Stored data entries:

□ □ □

impl SummaryBuilder {
    /// Creates a builder with custom thresholds.
    #[must_use]
    pub fn with_config(config: AggregatorConfig) -> Self {
        Self {
            config,
            ..Self::default()
        }
    }

    /// Folds one listing in.
    pub fn add(&mut self, listing: &Listing) {
        self.total += 1;
        match self.models.get_mut(listing.model) {
            Some(stats) => stats.count += 1,
            None => self.models.unknown.count += 1,
        }

        match listing.category {
            Category::Printer => self.add_printer(listing),
            Category::Upgrade => self.add_upgrade(listing),
        }
        self.add_auction(listing);
    }

    /// Folds every listing in `listings`.
    pub fn extend<I>(&mut self, listings: I)
    where
        I: IntoIterator,
        I::Item: Borrow<Listing>,
    {
        for listing in listings {
            self.add(listing.borrow());
        }
    }

    fn add_printer(&mut self, listing: &Listing) {
        let model = listing.model;
        self.printer.count += 1;

        if listing.price > 0.0 && model.is_plausible_price(listing.price) {
            self.printer_mean.add(listing.price);
        }

        if listing.shipping_cost.is_some() {
            self.printer.listings_with_shipping_count += 1;
            if let Some(stats) = self.models.get_mut(model) {
                stats.listings_with_shipping_count += 1;
            }
        }

        let Some(total) = listing.total_cost.filter(|t| model.is_plausible_price(*t)) else {
            return;
        };
        if let Some(stats) = self.models.get_mut(model) {
            extend_range(&mut stats.price_range, total);
            if listing.price_vs_reference.is_some_and(|delta| delta < 0.0) {
                stats.below_reference_count += 1;
                self.printer.listings_below_reference_count += 1;
            }
        }
    }

    fn add_upgrade(&mut self, listing: &Listing) {
        self.upgrade_count += 1;

        if listing.price > 0.0 && listing.price <= self.config.upgrade_max_price {
            self.upgrade_mean.add(listing.price);
            extend_range(&mut self.upgrade_range, listing.price);
        }

        let lower = listing.title.to_lowercase();
        for (count, keyword) in self.type_counts.iter_mut().zip(UPGRADE_TYPE_KEYWORDS) {
            if lower.contains(keyword) {
                *count += 1;
            }
        }
    }

    fn add_auction(&mut self, listing: &Listing) {
        self.auctions_seen = true;
        match listing.auction_type {
            AuctionType::BuyItNow => self.type_counts_by_format.buy_it_now += 1,
            AuctionType::Auction => self.type_counts_by_format.auction += 1,
            AuctionType::Hybrid => self.type_counts_by_format.hybrid += 1,
        }

        if !listing.auction_type.takes_bids() {
            return;
        }
        let Some(time) = &listing.auction_time else {
            return;
        };

        self.active_auctions += 1;
        self.bid_mean.add(listing.price);

        let info = AuctionInfo {
            title: listing.title.clone(),
            link: listing.link.clone(),
            model: listing.model,
            current_bid: listing.price,
            bid_count: listing.bid_count,
            time_remaining_text: time.time_remaining_text.clone(),
            seconds_remaining: time.seconds_remaining,
            estimated_end_time: time.estimated_end_time,
        };

        let bucket = match listing.category {
            Category::Printer => &mut self.buckets.printer,
            Category::Upgrade => &mut self.buckets.upgrade,
        };
        if time.is_ending_soon(self.config.ending_soon_secs) {
            self.ending_soon += 1;
            bucket.ending_soon.push(info);
        } else {
            bucket.active.push(info);
        }
    }

    /// Finalizes into a summary stamped with `timestamp`.
    #[must_use]
    pub fn finish(self, timestamp: DateTime<Utc>) -> Summary {
        let mut printer = self.printer;
        printer.avg_price = self.printer_mean.value();

        let upgrade = UpgradeStats {
            count: self.upgrade_count,
            avg_price: self.upgrade_mean.value(),
            price_range: self.upgrade_range,
            popular_types: popular_types(&self.type_counts),
        };

        let auctions = self.auctions_seen.then(|| {
            let mut by_category = self.buckets;
            for bucket in [&mut by_category.printer, &mut by_category.upgrade] {
                sort_by_end_time(bucket);
            }
            AuctionSummary {
                auction_type_counts: self.type_counts_by_format,
                active_auctions: ActiveAuctions {
                    count: self.active_auctions,
                    ending_soon_count: self.ending_soon,
                    avg_current_bid: self.bid_mean.value(),
                },
                by_category,
            }
        });

        Summary {
            timestamp,
            total_listings: self.total,
            models: self.models,
            categories: CategoriesSummary { printer, upgrade },
            auctions,
        }
    }
}
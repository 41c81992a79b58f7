//! Errors raised while fetching search pages.

use thiserror::Error;

/// Errors that can occur while fetching a results page.
#[derive(Debug, Error)]
pub enum FetchError {
    /// The HTTP client could not be constructed.
    #[error("failed to build HTTP client: {0}")]
    Client(#[source] reqwest::Error),

    /// Connection-level failure (DNS, refused connection, TLS).
    #[error("network error fetching {url}: {source}")]
    Network {
        /// Page URL.
        url: String,
        /// Underlying client error.
        #[source]
        source: reqwest::Error,
    },

    /// No response within the configured timeout.
    #[error("timeout fetching {url}")]
    Timeout {
        /// Page URL.
        url: String,
    },

    /// Non-success HTTP status.
    #[error("HTTP {status} fetching {url}")]
    HttpStatus {
        /// Page URL.
        url: String,
        /// Response status code.
        status: u16,
        /// `Retry-After` header value, when the server sent one.
        retry_after: Option<String>,
    },

    /// The response body could not be read as text.
    #[error("failed to read body of {url}: {source}")]
    Body {
        /// Page URL.
        url: String,
        /// Underlying client error.
        #[source]
        source: reqwest::Error,
    },

    /// The configured base URL cannot be parsed.
    #[error("invalid search URL: {url}")]
    InvalidUrl {
        /// The offending URL.
        url: String,
    },
}

impl FetchError {
    /// Creates a network error, mapping client timeouts to [`FetchError::Timeout`].
    pub fn from_request(url: impl Into<String>, source: reqwest::Error) -> Self {
        let url = url.into();
        if source.is_timeout() {
            Self::Timeout { url }
        } else {
            Self::Network { url, source }
        }
    }

    /// Creates an HTTP status error.
    pub fn http_status(url: impl Into<String>, status: u16) -> Self {
        Self::HttpStatus {
            url: url.into(),
            status,
            retry_after: None,
        }
    }

    /// Creates an HTTP status error carrying a `Retry-After` value.
    pub fn http_status_with_retry_after(
        url: impl Into<String>,
        status: u16,
        retry_after: Option<String>,
    ) -> Self {
        Self::HttpStatus {
            url: url.into(),
            status,
            retry_after,
        }
    }

    /// Creates a body read error.
    pub fn body(url: impl Into<String>, source: reqwest::Error) -> Self {
        Self::Body {
            url: url.into(),
            source,
        }
    }

    /// Creates an invalid URL error.
    pub fn invalid_url(url: impl Into<String>) -> Self {
        Self::InvalidUrl { url: url.into() }
    }

    /// The `Retry-After` header value, if this is a status error carrying one.
    #[must_use]
    pub fn retry_after(&self) -> Option<&str> {
        match self {
            Self::HttpStatus { retry_after, .. } => retry_after.as_deref(),
            _ => None,
        }
    }
}
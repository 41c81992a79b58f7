//! Lazy multi-page listing streams.

use async_trait::async_trait;
use futures_util::Stream;
use futures_util::stream;
use tracing::{error, info};

use super::client::{SearchClient, SearchQuery};
use crate::extract::{PageBatcher, total_page_count};
use crate::listing::Listing;

/// Anything that can produce search result markup.
///
/// Implemented by [`SearchClient`]; tests and offline runs can supply canned
/// pages instead.
#[async_trait]
pub trait PageSource: Send + Sync {
    /// Returns the markup of page `page` (1-indexed) for `query`, or `None`
    /// when the page could not be obtained.
    async fn fetch_page(&self, query: &SearchQuery, page: u32) -> Option<String>;
}

#[async_trait]
impl PageSource for SearchClient {
    async fn fetch_page(&self, query: &SearchQuery, page: u32) -> Option<String> {
        SearchClient::fetch_page(self, query, page).await
    }
}

struct SweepState<'a, S: ?Sized> {
    source: &'a S,
    query: SearchQuery,
    max_pages: u32,
    /// Next page to fetch; 1 until the first page has been handled.
    next_page: u32,
    last_page: u32,
    done: bool,
    batcher: PageBatcher,
}

impl<S: PageSource + ?Sized> SweepState<'_, S> {
    async fn advance(&mut self) {
        if self.next_page == 1 {
            self.start().await;
            return;
        }
        if self.next_page > self.last_page {
            self.done = true;
            return;
        }

        let page = self.next_page;
        info!(page, total = self.last_page, keyword = %self.query.keyword, "scraping page");
        let markup = self.source.fetch_page(&self.query, page).await;
        self.batcher.push_page(markup.as_deref());
        self.next_page += 1;
    }

    /// Fetches page 1 once, both to size the sweep and as its first page.
    async fn start(&mut self) {
        if self.max_pages == 0 {
            self.done = true;
            return;
        }
        let Some(markup) = self.source.fetch_page(&self.query, 1).await else {
            error!(keyword = %self.query.keyword, "failed to get initial page");
            self.done = true;
            return;
        };

        self.last_page = total_page_count(&markup).min(self.max_pages);
        info!(page = 1, total = self.last_page, keyword = %self.query.keyword, "scraping page");
        self.batcher.push_page(Some(&markup));
        self.next_page = 2;
    }
}

/// Streams deduplicated listing batches for one keyword sweep.
///
/// Page 1 is fetched first to read the advertised page count; the sweep
/// covers `min(page count, max_pages)` pages, reusing page 1's markup.
/// Pages that cannot be fetched are skipped. If page 1 itself cannot be
/// fetched the stream is empty. Nothing is fetched until the stream is
/// polled, and dropping it stops the sweep.
pub fn listing_stream<'a, S>(
    source: &'a S,
    query: SearchQuery,
    max_pages: u32,
    batch_size: usize,
) -> impl Stream<Item = Vec<Listing>> + Send + 'a
where
    S: PageSource + ?Sized,
{
    let state = SweepState {
        source,
        query,
        max_pages,
        next_page: 1,
        last_page: 0,
        done: false,
        batcher: PageBatcher::new(batch_size),
    };

    stream::unfold(state, |mut state| async move {
        loop {
            if let Some(batch) = state.batcher.pop_ready() {
                return Some((batch, state));
            }
            if state.done {
                return state.batcher.finish().map(|batch| (batch, state));
            }
            state.advance().await;
        }
    })
}
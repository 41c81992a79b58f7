//! Errors raised while turning a raw result card into a [`super::Listing`].

use thiserror::Error;

/// Reasons a raw item yields no listing.
///
/// These are expected on every results page (ads, placeholder cards, cards
/// still loading) and are logged and skipped rather than surfaced.
#[derive(Debug, Clone, PartialEq, Eq, Error)]
pub enum BuildError {
    /// A structurally required fragment was not present in the card.
    #[error("item has no {field}")]
    MissingField {
        /// Which fragment was absent: `title`, `price` or `link`.
        field: &'static str,
    },

    /// The title element exists but holds no text.
    #[error("item title is empty")]
    EmptyTitle,

    /// The card is the marketplace's "Shop on eBay" filler.
    #[error("placeholder item: {title}")]
    Placeholder {
        /// The placeholder title as shown.
        title: String,
    },
}

impl BuildError {
    /// Creates a missing-field error.
    #[must_use]
    pub fn missing(field: &'static str) -> Self {
        Self::MissingField { field }
    }

    /// Creates a placeholder error.
    pub fn placeholder(title: impl Into<String>) -> Self {
        Self::Placeholder {
            title: title.into(),
        }
    }
}

#[cfg(test)]
mod tests {
    use super::*;

    #[test]
    fn test_build_error_messages() {
        assert_eq!(BuildError::missing("link").to_string(), "item has no link");
        assert_eq!(BuildError::EmptyTitle.to_string(), "item title is empty");
        assert_eq!(
            BuildError::placeholder("Shop on eBay").to_string(),
            "placeholder item: Shop on eBay"
        );
    }
}
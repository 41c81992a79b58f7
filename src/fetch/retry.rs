//! Retry policy with exponential backoff for page fetches.
//!
//! A failed fetch is classified into a [`FailureType`]; the [`RetryPolicy`]
//! then decides whether another attempt is worth it and how long to wait.
//!
//! # Example
//!
//! ```
//! use scout_core::fetch::{FetchError, RetryDecision, RetryPolicy, classify_error};
//!
//! let policy = RetryPolicy::default();
//! let error = FetchError::http_status("https://www.ebay.com/sch/i.html", 503);
//!
//! match policy.should_retry(classify_error(&error), 1) {
//!     RetryDecision::Retry { attempt, .. } => assert_eq!(attempt, 2),
//!     RetryDecision::DoNotRetry { reason } => panic!("unexpected: {reason}"),
//! }
//! ```

use std::time::Duration;

use rand::Rng;
use tracing::{debug, instrument};

use super::FetchError;

/// Default attempts per page, the first one included.
pub const DEFAULT_MAX_RETRIES: u32 = 3;

const DEFAULT_BASE_DELAY: Duration = Duration::from_secs(1);
const DEFAULT_MAX_DELAY: Duration = Duration::from_secs(32);
const DEFAULT_BACKOFF_MULTIPLIER: f32 = 2.0;

/// Upper bound on random jitter added to each backoff delay.
const MAX_JITTER: Duration = Duration::from_millis(500);

/// How a fetch failure affects retrying.
#[derive(Debug, Clone, Copy, PartialEq, Eq)]
pub enum FailureType {
    /// May succeed on retry: timeouts, connection errors, 5xx, 408.
    Transient,
    /// Will not succeed on retry: 4xx, bad URL, TLS problems.
    Permanent,
    /// HTTP 429; retried, honouring `Retry-After` when present.
    RateLimited,
}

/// Outcome of [`RetryPolicy::should_retry`].
#[derive(Debug, Clone, PartialEq, Eq)]
pub enum RetryDecision {
    /// Try again after `delay`.
    Retry {
        /// Backoff before the next attempt.
        delay: Duration,
        /// Number of the next attempt (1-indexed).
        attempt: u32,
    },
    /// Give up.
    DoNotRetry {
        /// Why retrying stopped.
        reason: String,
    },
}

/// Exponential backoff settings.
///
/// `delay = min(base_delay * multiplier^(attempt - 1), max_delay) + jitter`,
/// so the defaults wait roughly 1s then 2s before giving up after the third
/// attempt.
#[derive(Debug, Clone)]
pub struct RetryPolicy {
    max_attempts: u32,
    base_delay: Duration,
    max_delay: Duration,
    backoff_multiplier: f32,
}

impl Default for RetryPolicy {
    fn default() -> Self {
        Self {
            max_attempts: DEFAULT_MAX_RETRIES,
            base_delay: DEFAULT_BASE_DELAY,
            max_delay: DEFAULT_MAX_DELAY,
            backoff_multiplier: DEFAULT_BACKOFF_MULTIPLIER,
        }
    }
}

impl RetryPolicy {
    /// Creates a policy. `max_attempts` is clamped to at least 1.
    #[must_use]
    pub fn new(
        max_attempts: u32,
        base_delay: Duration,
        max_delay: Duration,
        backoff_multiplier: f32,
    ) -> Self {
        Self {
            max_attempts: max_attempts.max(1),
            base_delay,
            max_delay,
            backoff_multiplier,
        }
    }

    /// Default backoff with a custom attempt budget.
    #[must_use]
    pub fn with_max_attempts(max_attempts: u32) -> Self {
        Self {
            max_attempts: max_attempts.max(1),
            ..Self::default()
        }
    }

    /// Attempts allowed per page, the first one included.
    #[must_use]
    pub fn max_attempts(&self) -> u32 {
        self.max_attempts
    }

    /// Decides whether to retry after `attempt` (1-indexed) failed.
    #[instrument(level = "debug", skip(self), fields(max_attempts = self.max_attempts))]
    pub fn should_retry(&self, failure_type: FailureType, attempt: u32) -> RetryDecision {
        if failure_type == FailureType::Permanent {
            return RetryDecision::DoNotRetry {
                reason: "permanent failure".to_string(),
            };
        }

        if attempt >= self.max_attempts {
            debug!(attempt, "attempt budget exhausted");
            return RetryDecision::DoNotRetry {
                reason: format!("max attempts ({}) exhausted", self.max_attempts),
            };
        }

        let delay = self.backoff(attempt);
        debug!(attempt, delay_ms = delay.as_millis(), "will retry");
        RetryDecision::Retry {
            delay,
            attempt: attempt + 1,
        }
    }

    #[allow(
        clippy::cast_possible_truncation,
        clippy::cast_sign_loss,
        clippy::cast_precision_loss
    )]
    fn backoff(&self, attempt: u32) -> Duration {
        let base_ms = self.base_delay.as_millis() as f64;
        let exponent = f64::from(attempt.saturating_sub(1));
        let delay_ms = base_ms * f64::from(self.backoff_multiplier).powf(exponent);
        let capped_ms = delay_ms.min(self.max_delay.as_millis() as f64);

        let jitter_ms = rand::thread_rng().gen_range(0..=MAX_JITTER.as_millis() as u64);
        Duration::from_millis(capped_ms as u64) + Duration::from_millis(jitter_ms)
    }
}

/// Classifies a fetch error for retry decisions.
#[must_use]
pub fn classify_error(error: &FetchError) -> FailureType {
    match error {
        FetchError::HttpStatus { status, .. } => classify_http_status(*status),
        FetchError::Timeout { .. } | FetchError::Body { .. } => FailureType::Transient,
        FetchError::Network { source, .. } => {
            if is_tls_error(source) {
                FailureType::Permanent
            } else {
                FailureType::Transient
            }
        }
        FetchError::Client(_) | FetchError::InvalidUrl { .. } => FailureType::Permanent,
    }
}

/// 429 is rate limiting, 408 and 5xx are transient, everything else is
/// permanent.
#[must_use]
pub fn classify_http_status(status: u16) -> FailureType {
    match status {
        429 => FailureType::RateLimited,
        408 | 500..=599 => FailureType::Transient,
        _ => FailureType::Permanent,
    }
}

fn is_tls_error(error: &reqwest::Error) -> bool {
    let message = error.to_string().to_lowercase();
    ["certificate", "tls", "ssl", "handshake"]
        .iter()
        .any(|needle| message.contains(needle))
}

#[cfg(test)]
#[allow(clippy::unwrap_used)]
mod tests {
    use super::*;

    fn fast_policy(max_attempts: u32) -> RetryPolicy {
        RetryPolicy::new(
            max_attempts,
            Duration::from_millis(100),
            Duration::from_millis(300),
            2.0,
        )
    }

    #[test]
    fn test_default_policy() {
        let policy = RetryPolicy::default();
        assert_eq!(policy.max_attempts(), 3);
        assert_eq!(policy.base_delay, Duration::from_secs(1));
        assert_eq!(policy.max_delay, Duration::from_secs(32));
    }

    #[test]
    fn test_max_attempts_clamped_to_one() {
        assert_eq!(RetryPolicy::with_max_attempts(0).max_attempts(), 1);
        assert_eq!(RetryPolicy::new(0, Duration::ZERO, Duration::ZERO, 2.0).max_attempts(), 1);
    }

    #[test]
    fn test_backoff_grows_and_caps() {
        let policy = fast_policy(10);
        let first = policy.backoff(1);
        assert!(first >= Duration::from_millis(100) && first <= Duration::from_millis(600));

        let second = policy.backoff(2);
        assert!(second >= Duration::from_millis(200) && second <= Duration::from_millis(700));

        // 100 * 2^5 = 3200, capped at 300
        let capped = policy.backoff(6);
        assert!(capped >= Duration::from_millis(300) && capped <= Duration::from_millis(800));
    }

    #[test]
    fn test_transient_retried_until_budget_exhausted() {
        let policy = fast_policy(3);
        assert!(matches!(
            policy.should_retry(FailureType::Transient, 1),
            RetryDecision::Retry { attempt: 2, .. }
        ));
        assert!(matches!(
            policy.should_retry(FailureType::RateLimited, 2),
            RetryDecision::Retry { attempt: 3, .. }
        ));
        assert!(matches!(
            policy.should_retry(FailureType::Transient, 3),
            RetryDecision::DoNotRetry { .. }
        ));
    }

    #[test]
    fn test_permanent_never_retried() {
        let decision = fast_policy(5).should_retry(FailureType::Permanent, 1);
        assert_eq!(
            decision,
            RetryDecision::DoNotRetry {
                reason: "permanent failure".to_string()
            }
        );
    }

    #[test]
    fn test_classify_http_status() {
        assert_eq!(classify_http_status(429), FailureType::RateLimited);
        assert_eq!(classify_http_status(408), FailureType::Transient);
        assert_eq!(classify_http_status(503), FailureType::Transient);
        assert_eq!(classify_http_status(404), FailureType::Permanent);
        assert_eq!(classify_http_status(403), FailureType::Permanent);
        assert_eq!(classify_http_status(301), FailureType::Permanent);
    }

    #[test]
    fn test_classify_error_variants() {
        assert_eq!(
            classify_error(&FetchError::http_status("u", 502)),
            FailureType::Transient
        );
        assert_eq!(
            classify_error(&FetchError::Timeout { url: "u".into() }),
            FailureType::Transient
        );
        assert_eq!(
            classify_error(&FetchError::invalid_url("::")),
            FailureType::Permanent
        );
    }
}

□ □ □

**How to complete this task**
The answer should be nothing but the number of lines above that contain "could".

**Task answer**
3